Часть первая. Про наглых и рыжих
– Плохо тебе, добрый молодец? – думал Радомир, не сбавляя шага. – Плохо? А это тебе потому плохо, что вчера пришлось шибко хорошо. Ну вот надо оно тебе было, а? Надо?
– Стой, паршивец! – преследователь, запыхавшись, остановился и согнулся в поясе, пытаясь отдышаться: сразу видать, не привык трудовой человек к беготне; ему бы в полюшке косой размеренно чирк-вжух, чирк-вжу-у-ух! В полюшке, спокойно, не торопясь, изредка прерываясь, чтобы пригубить молока из заботливо принесённой женой крынки, а если повезёт и та самая жена не углядит, то и сесть в теньке спревшего стога сена с кумом, достать бутыль, укутанную в тряпицу, чтобы не сильно нагревалась, да и закончить работу сильно раньше, чем припечёт солнце.

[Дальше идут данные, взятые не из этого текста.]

use std::net::SocketAddr;

use axum::{routing::get, Router};
use tower_http::{cors::CorsLayer, services::ServeDir, trace::TraceLayer};

use crate::state::AppState;
use crate::{ads, auth, categories, favorites};

pub fn build_app(state: AppState) -> Router {
    let upload_dir = state.config.upload_dir.clone();
    Router::new()
        .nest(
            "/api/v1",
            Router::new()
                .merge(auth::router())
                .merge(ads::router())
                .merge(categories::router())
                .merge(favorites::router())
                .route("/health", get(|| async { "ok" })),
        )
        .nest_service("/uploads", ServeDir::new(upload_dir))
        .with_state(state)
        .layer(CorsLayer::permissive())
        .layer(
            TraceLayer::new_for_http()
                .make_span_with(|req: &axum::http::Request<_>| {
                    let method = req.method().clone();
                    let uri = req.uri().clone();
                    tracing::info_span!("http_request", %method, uri = %uri)
                })
                .on_response(
                    |res: &axum::http::Response<_>,
                     _latency: std::time::Duration,
                     span: &tracing::Span| {
                        let status = res.status();
                        span.record("status", tracing::field::display(status));
                        if status.is_server_error() {
                            tracing::error!(%status, "response");
                        } else {
                            tracing::info!(%status, "response");
                        }
                    },
                ),
        )
}

pub async fn serve(app: Router) -> anyhow::Result<()> {
    let addr: SocketAddr = format!(
        "{}:{}",
        std::env::var("APP_HOST").unwrap_or_else(|_| "0.0.0.0".into()),
        std::env::var("APP_PORT").unwrap_or_else(|_| "8080".into())
    )
    .parse()?;

    tracing::info!("listening on {}", addr);
    let listener = tokio::net::TcpListener::bind(addr).await?;
    axum::serve(listener, app).await?;
    Ok(())
}
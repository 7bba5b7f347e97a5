use std::num::ParseFloatError;
use std::time::Duration;

use async_trait::async_trait;
use serde::Deserialize;
use thiserror::Error;
use tracing::{debug, warn};

use crate::config::GeocoderConfig;

const GEOCODE_TIMEOUT: Duration = Duration::from_secs(10);

#[derive(Debug, Clone, Copy, PartialEq)]
pub struct Coordinates {
    pub latitude: f64,
    pub longitude: f64,
}

/// Resolves a free-text city name to coordinates.
///
/// Absence is a normal outcome: every failure mode (network, timeout, no
/// match, malformed response) collapses to `None` at this boundary.
#[async_trait]
pub trait Geocoder: Send + Sync {
    async fn resolve(&self, city: &str) -> Option<Coordinates>;
}

#[derive(Debug, Error)]
enum GeocodeError {
    #[error("geocoder request failed: {0}")]
    Http(#[from] reqwest::Error),
    #[error("no match for query")]
    NoMatch,
    #[error("unparsable coordinate: {0}")]
    BadCoordinate(#[from] ParseFloatError),
}

/// First element of the Nominatim search response; lat/lon come as strings.
#[derive(Debug, Deserialize)]
struct Place {
    lat: String,
    lon: String,
}

impl Place {
    fn into_coordinates(self) -> Result<Coordinates, GeocodeError> {
        Ok(Coordinates {
            latitude: self.lat.parse::<f64>()?,
            longitude: self.lon.parse::<f64>()?,
        })
    }
}

pub struct NominatimGeocoder {
    http: reqwest::Client,
    endpoint: String,
    region_hint: String,
}

impl NominatimGeocoder {
    pub fn new(cfg: &GeocoderConfig) -> anyhow::Result<Self> {
        let http = reqwest::Client::builder()
            .user_agent(cfg.user_agent.clone())
            .timeout(GEOCODE_TIMEOUT)
            .build()?;
        Ok(Self {
            http,
            endpoint: cfg.endpoint.clone(),
            region_hint: cfg.region_hint.clone(),
        })
    }

    async fn lookup(&self, city: &str) -> Result<Coordinates, GeocodeError> {
        // Регион добавляем, чтобы не уехать в одноимённый город в другой стране
        let query = format!("{}, {}", city, self.region_hint);
        let places: Vec<Place> = self
            .http
            .get(&self.endpoint)
            .query(&[("q", query.as_str()), ("format", "json"), ("limit", "1")])
            .send()
            .await?
            .error_for_status()?
            .json()
            .await?;
        places
            .into_iter()
            .next()
            .ok_or(GeocodeError::NoMatch)?
            .into_coordinates()
    }
}

#[async_trait]
impl Geocoder for NominatimGeocoder {
    async fn resolve(&self, city: &str) -> Option<Coordinates> {
        match self.lookup(city).await {
            Ok(coords) => {
                debug!(%city, lat = coords.latitude, lon = coords.longitude, "city resolved");
                Some(coords)
            }
            Err(e) => {
                warn!(%city, error = %e, "geocoding failed, treating as unresolved");
                None
            }
        }
    }
}

#[cfg(test)]
mod tests {
    use super::*;

    #[test]
    fn parses_first_place_from_nominatim_payload() {
        let body = r#"[{"place_id":1,"lat":"51.7727","lon":"55.0988","display_name":"Оренбург"}]"#;
        let places: Vec<Place> = serde_json::from_str(body).unwrap();
        let coords = places.into_iter().next().unwrap().into_coordinates().unwrap();
        assert!((coords.latitude - 51.7727).abs() < 1e-9);
        assert!((coords.longitude - 55.0988).abs() < 1e-9);
    }

    #[test]
    fn empty_result_set_has_no_place() {
        let places: Vec<Place> = serde_json::from_str("[]").unwrap();
        assert!(places.into_iter().next().is_none());
    }

    #[test]
    fn unparsable_coordinate_is_an_error() {
        let place = Place {
            lat: "not-a-number".into(),
            lon: "55.0988".into(),
        };
        assert!(place.into_coordinates().is_err());
    }

    #[test]
    fn malformed_payload_fails_to_deserialize() {
        let body = r#"{"lat":"51.7","lon":"55.1"}"#; // object, not array
        assert!(serde_json::from_str::<Vec<Place>>(body).is_err());
    }
}
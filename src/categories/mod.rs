use crate::state::AppState;
use axum::Router;

pub mod handlers;
pub mod repo;

pub fn router() -> Router<AppState> {
    Router::new().merge(handlers::category_routes())
}
use std::path::PathBuf;

use anyhow::Context;
use axum::async_trait;
use bytes::Bytes;

/// Where uploaded ad images live. Local disk in production; faked in tests.
#[async_trait]
pub trait ImageStore: Send + Sync {
    async fn save(&self, filename: &str, body: Bytes) -> anyhow::Result<()>;
    async fn delete(&self, filename: &str) -> anyhow::Result<()>;
    /// Path the file is served back under (see the /uploads static route).
    fn public_url(&self, filename: &str) -> String;
}

#[derive(Clone)]
pub struct LocalImageStore {
    root: PathBuf,
}

impl LocalImageStore {
    pub fn new(root: impl Into<PathBuf>) -> Self {
        Self { root: root.into() }
    }
}

#[async_trait]
impl ImageStore for LocalImageStore {
    async fn save(&self, filename: &str, body: Bytes) -> anyhow::Result<()> {
        tokio::fs::create_dir_all(&self.root)
            .await
            .with_context(|| format!("create upload dir {}", self.root.display()))?;
        let path = self.root.join(filename);
        tokio::fs::write(&path, &body)
            .await
            .with_context(|| format!("write upload {}", path.display()))?;
        Ok(())
    }

    async fn delete(&self, filename: &str) -> anyhow::Result<()> {
        let path = self.root.join(filename);
        match tokio::fs::remove_file(&path).await {
            Ok(()) => Ok(()),
            Err(e) if e.kind() == std::io::ErrorKind::NotFound => Ok(()),
            Err(e) => Err(e).with_context(|| format!("remove upload {}", path.display())),
        }
    }

    fn public_url(&self, filename: &str) -> String {
        format!("/uploads/{}", filename)
    }
}

#[cfg(test)]
mod tests {
    use super::*;

    fn scratch_store() -> LocalImageStore {
        let dir = std::env::temp_dir().join(format!("foodboard-test-{}", uuid::Uuid::new_v4()));
        LocalImageStore::new(dir)
    }

    #[test]
    fn public_url_is_under_uploads() {
        let store = scratch_store();
        assert_eq!(store.public_url("pie.jpg"), "/uploads/pie.jpg");
    }

    #[tokio::test]
    async fn save_then_delete_roundtrip() {
        let store = scratch_store();
        store
            .save("a.png", Bytes::from_static(b"\x89PNG"))
            .await
            .unwrap();
        let on_disk = store.root.join("a.png");
        assert!(on_disk.exists());
        store.delete("a.png").await.unwrap();
        assert!(!on_disk.exists());
        tokio::fs::remove_dir_all(&store.root).await.ok();
    }

    #[tokio::test]
    async fn delete_of_missing_file_is_ok() {
        let store = scratch_store();
        assert!(store.delete("never-saved.jpg").await.is_ok());
    }
}
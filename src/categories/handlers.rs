use axum::{
    extract::{Path, State},
    http::StatusCode,
    routing::get,
    Json, Router,
};
use serde::Serialize;
use tracing::{error, instrument};
use uuid::Uuid;

use crate::{
    ads::{self, dto::AdView},
    categories::repo::{self, Category},
    state::AppState,
};

pub fn category_routes() -> Router<AppState> {
    Router::new()
        .route("/categories", get(list_categories))
        .route("/categories/:id/ads", get(ads_in_category))
}

#[instrument(skip(state))]
pub async fn list_categories(
    State(state): State<AppState>,
) -> Result<Json<Vec<Category>>, (StatusCode, String)> {
    let categories = repo::list(&state.db).await.map_err(internal)?;
    Ok(Json(categories))
}

#[derive(Debug, Serialize)]
pub struct CategoryAdsResponse {
    pub category: Category,
    pub ads: Vec<AdView>,
}

#[instrument(skip(state))]
pub async fn ads_in_category(
    State(state): State<AppState>,
    Path(id): Path<Uuid>,
) -> Result<Json<CategoryAdsResponse>, (StatusCode, String)> {
    let category = repo::find_by_id(&state.db, id)
        .await
        .map_err(internal)?
        .ok_or((StatusCode::NOT_FOUND, "Category not found".to_string()))?;

    let rows = ads::repo::list_by_category(&state.db, id)
        .await
        .map_err(internal)?;
    let ads = rows
        .into_iter()
        .map(|row| AdView::from_row(row, None, state.images.as_ref()))
        .collect();

    Ok(Json(CategoryAdsResponse { category, ads }))
}

fn internal(e: anyhow::Error) -> (StatusCode, String) {
    error!(error = %e, "internal error");
    (StatusCode::INTERNAL_SERVER_ERROR, e.to_string())
}
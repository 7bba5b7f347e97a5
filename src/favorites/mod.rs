use crate::state::AppState;
use axum::Router;

pub mod handlers;
pub mod repo;

pub use repo::ToggleOutcome;

pub fn router() -> Router<AppState> {
    Router::new()
        .merge(handlers::toggle_router())
        .merge(handlers::me_router())
}
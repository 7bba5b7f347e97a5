use std::time::Duration;

use axum::{
    extract::{FromRef, FromRequestParts},
    http::{request::Parts, StatusCode},
};
use jsonwebtoken::{decode, encode, DecodingKey, EncodingKey, Header, Validation};
use serde::{Deserialize, Serialize};
use time::{Duration as TimeDuration, OffsetDateTime};
use tracing::{debug, warn};
use uuid::Uuid;

use crate::{config::JwtConfig, state::AppState};

#[derive(Debug, Serialize, Deserialize, Clone, Copy, PartialEq, Eq)]
pub enum TokenKind {
    Access,
    Refresh,
}

#[derive(Debug, Serialize, Deserialize)]
pub struct Claims {
    pub sub: Uuid,
    pub exp: usize,
    pub iat: usize,
    pub iss: String,
    pub aud: String,
    pub kind: TokenKind,
}

#[derive(Clone)]
pub struct JwtKeys {
    pub encoding: EncodingKey,
    pub decoding: DecodingKey,
    pub issuer: String,
    pub audience: String,
    pub access_ttl: Duration,
    pub refresh_ttl: Duration,
}

impl From<&JwtConfig> for JwtKeys {
    fn from(cfg: &JwtConfig) -> Self {
        Self {
            encoding: EncodingKey::from_secret(cfg.secret.as_bytes()),
            decoding: DecodingKey::from_secret(cfg.secret.as_bytes()),
            issuer: cfg.issuer.clone(),
            audience: cfg.audience.clone(),
            access_ttl: Duration::from_secs((cfg.ttl_minutes as u64) * 60),
            refresh_ttl: Duration::from_secs((cfg.refresh_ttl_minutes as u64) * 60),
        }
    }
}

impl FromRef<AppState> for JwtKeys {
    fn from_ref(state: &AppState) -> Self {
        Self::from(&state.config.jwt)
    }
}

impl JwtKeys {
    fn sign_with_kind(&self, user_id: Uuid, kind: TokenKind) -> anyhow::Result<String> {
        let now = OffsetDateTime::now_utc();
        let ttl = match kind {
            TokenKind::Access => self.access_ttl,
            TokenKind::Refresh => self.refresh_ttl,
        };
        let exp = now + TimeDuration::seconds(ttl.as_secs() as i64);
        let claims = Claims {
            sub: user_id,
            iat: now.unix_timestamp() as usize,
            exp: exp.unix_timestamp() as usize,
            iss: self.issuer.clone(),
            aud: self.audience.clone(),
            kind,
        };
        let token = encode(&Header::default(), &claims, &self.encoding)?;
        debug!(user_id = %user_id, kind = ?kind, "jwt signed");
        Ok(token)
    }

    pub fn sign_access(&self, user_id: Uuid) -> anyhow::Result<String> {
        self.sign_with_kind(user_id, TokenKind::Access)
    }
    pub fn sign_refresh(&self, user_id: Uuid) -> anyhow::Result<String> {
        self.sign_with_kind(user_id, TokenKind::Refresh)
    }

    pub fn verify(&self, token: &str) -> anyhow::Result<Claims> {
        let mut validation = Validation::default();
        validation.set_audience(std::slice::from_ref(&self.audience));
        validation.set_issuer(std::slice::from_ref(&self.issuer));
        let data = decode::<Claims>(token, &self.decoding, &validation)?;
        debug!(user_id = %data.claims.sub, kind = ?data.claims.kind, "jwt verified");
        Ok(data.claims)
    }

    pub fn verify_refresh(&self, token: &str) -> anyhow::Result<Claims> {
        let claims = self.verify(token)?;
        if claims.kind != TokenKind::Refresh {
            anyhow::bail!("not a refresh token");
        }
        Ok(claims)
    }
}

pub struct AuthUser(pub Uuid);

#[axum::async_trait]
impl<S> FromRequestParts<S> for AuthUser
where
    S: Send + Sync,
    JwtKeys: FromRef<S>,
{
    type Rejection = (StatusCode, String);

    async fn from_request_parts(parts: &mut Parts, state: &S) -> Result<Self, Self::Rejection> {
        let keys = JwtKeys::from_ref(state);
        let auth_header = parts
            .headers
            .get(axum::http::header::AUTHORIZATION)
            .and_then(|v| v.to_str().ok())
            .ok_or((
                StatusCode::UNAUTHORIZED,
                "Missing Authorization header".to_string(),
            ))?;

        let token = auth_header.strip_prefix("Bearer ").ok_or((
            StatusCode::UNAUTHORIZED,
            "Invalid Authorization header".to_string(),
        ))?;

        let claims = match keys.verify(token) {
            Ok(c) => c,
            Err(_) => {
                warn!("invalid or expired token");
                return Err((
                    StatusCode::UNAUTHORIZED,
                    "Invalid or expired token".to_string(),
                ));
            }
        };

        if claims.kind != TokenKind::Access {
            return Err((
                StatusCode::UNAUTHORIZED,
                "Access token required".to_string(),
            ));
        }

        Ok(AuthUser(claims.sub))
    }
}

/// Like [`AuthUser`] but never rejects; anonymous requests yield `None`.
/// Used by routes that only personalize (e.g. `is_favorite` on ad detail).
pub struct OptionalAuthUser(pub Option<Uuid>);

#[axum::async_trait]
impl<S> FromRequestParts<S> for OptionalAuthUser
where
    S: Send + Sync,
    JwtKeys: FromRef<S>,
{
    type Rejection = std::convert::Infallible;

    async fn from_request_parts(parts: &mut Parts, state: &S) -> Result<Self, Self::Rejection> {
        let keys = JwtKeys::from_ref(state);
        let user_id = parts
            .headers
            .get(axum::http::header::AUTHORIZATION)
            .and_then(|v| v.to_str().ok())
            .and_then(|h| h.strip_prefix("Bearer "))
            .and_then(|token| keys.verify(token).ok())
            .filter(|claims| claims.kind == TokenKind::Access)
            .map(|claims| claims.sub);
        Ok(OptionalAuthUser(user_id))
    }
}

#[cfg(test)]
mod tests {
    use super::*;
    use crate::config::JwtConfig;

    fn make_keys(secret: &str, issuer: &str, audience: &str) -> JwtKeys {
        JwtKeys::from(&JwtConfig {
            secret: secret.into(),
            issuer: issuer.into(),
            audience: audience.into(),
            ttl_minutes: 5,
            refresh_ttl_minutes: 60,
        })
    }

    #[tokio::test]
    async fn sign_and_verify_access_token() {
        let keys = make_keys("dev-secret", "test-issuer", "test-aud");
        let user_id = Uuid::new_v4();
        let token = keys.sign_access(user_id).expect("sign access");
        let claims = keys.verify(&token).expect("verify token");
        assert_eq!(claims.sub, user_id);
        assert_eq!(claims.iss, "test-issuer");
        assert_eq!(claims.aud, "test-aud");
        assert_eq!(claims.kind, TokenKind::Access);
    }

    #[tokio::test]
    async fn sign_and_verify_refresh_token_and_verify_refresh() {
        let keys = make_keys("dev-secret", "iss", "aud");
        let user_id = Uuid::new_v4();
        let token = keys.sign_refresh(user_id).expect("sign refresh");
        let claims = keys.verify_refresh(&token).expect("verify refresh");
        assert_eq!(claims.sub, user_id);
        assert_eq!(claims.kind, TokenKind::Refresh);
    }

    #[tokio::test]
    async fn verify_refresh_rejects_access_token() {
        let keys = make_keys("dev-secret", "iss", "aud");
        let token = keys.sign_access(Uuid::new_v4()).expect("sign access");
        let err = keys.verify_refresh(&token).unwrap_err();
        assert!(err.to_string().contains("not a refresh token"));
    }

    #[tokio::test]
    async fn verify_rejects_wrong_issuer_or_audience() {
        let good_keys = make_keys("same-secret", "good-iss", "good-aud");
        let bad_keys = make_keys("same-secret", "bad-iss", "bad-aud");
        let token = good_keys.sign_access(Uuid::new_v4()).expect("sign access");
        let err = bad_keys.verify(&token).unwrap_err();
        assert!(!err.to_string().is_empty());
    }

    #[tokio::test]
    async fn keys_from_fake_state() {
        let state = crate::state::AppState::fake();
        let keys = JwtKeys::from_ref(&state);
        let token = keys.sign_access(Uuid::new_v4()).expect("sign access");
        assert!(keys.verify(&token).is_ok());
    }
}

Но нет: ему приходилось бежать, часто громко ругаясь, размахивать топором, коий, что уж, давно не мешало бы подточить, да прятать раскрасневшуюся позорно физиономию от соседей: как-никак, все видели, с какой довольной мордой выходил из их избы поутру конопатый наглый паршивец.
По правде сказать, Всеславу гнаться за тайным гостем жены не хотелось совершенно. По-первой, сам виноват. Коли не хочешь, чтобы Марфа-красавица абы с кем ночи коротала, так будь добр сам в эти ночи дома сиди. А сидеть Всеславу ох как не хотелось! Как же усидишь, когда Всемила оченно явственно намекнула, что ждёт его к полуночи в гости. Кто ж к Всемиле зайти не рад? К тому же и Марфу понять можно. Правду сказала, когда вслед ему запустила котелок с кислыми щами: она о нерадивом муженьке заботится, что сил хватает, а он в её сторону и не глядит. А как глядеть-то? Всемила же…
Эх, вот вернуть бы старые времена! Раньше жену-изменницу впрягли бы в телегу заместо лошади, да погнали бы всем селом, а мужа бы только плетью разок-другой взмахнуть позвали. Ныне не то. Тут над ним, над Всеславом зубоскалить станут, а гулящую бабу даже плечом не толкнут: сам не уследил.
– Стой! Бить тебя стану! – взмахнул рогоносец топором больше в надежде ухватиться за воздух и не упасть от усталости, чем устрашая беглеца.
– Странные вещи говоришь, друг! – рыжий залихватски поправил яркую шапку с дорогой, хоть и ощипанной временем меховой опушкой: пусть с ней, что не по погоде, зато смотрится как! – Я тебе, почитай, услугу оказал, а ты мне слова доброго не молвил!
Проходящая мимо бабка, легко помахивающая полным ведром воды до того, внезапно согнулась под неподъёмной тяжестью и пошла вдвое медленнее, дабы не пропустить ни слова.
– Лови охальника! Бей! – тяжело дыша, указал оружием на рыжего Всеслав.
Старуха тоненько захихикала, поставила ведро наземь и замерла в шаге от Радомира:
– Куды мне, милой! Ты погляди-тка, кака я старая, тош-ш-шая! Едва ноги переставляю, а уж эдакого лиса ухватить, – бабка демонстративно протянула руку, не разгибая локтя, нарочно, чтобы до плеча рыжего не достать какую-то пядь, – и говорить нечего, – безнадёжно закончила она, выуживая из кармана передника семечки и пощёлкивая их, всем видом демонстрируя, что уходить до развязки представления не собирается.
Радомир подставил пригоршню и тоже получил немного угощения:
– Что ж это ты, тьфу, – аккуратно в кулак сплёвывал шелуху он, – остолоп, то есть, мил человек, бабулечку-красотулечку гоняешь почём зря? Она к тебе, тьфу, в гончие не нанималась! – возмутился он.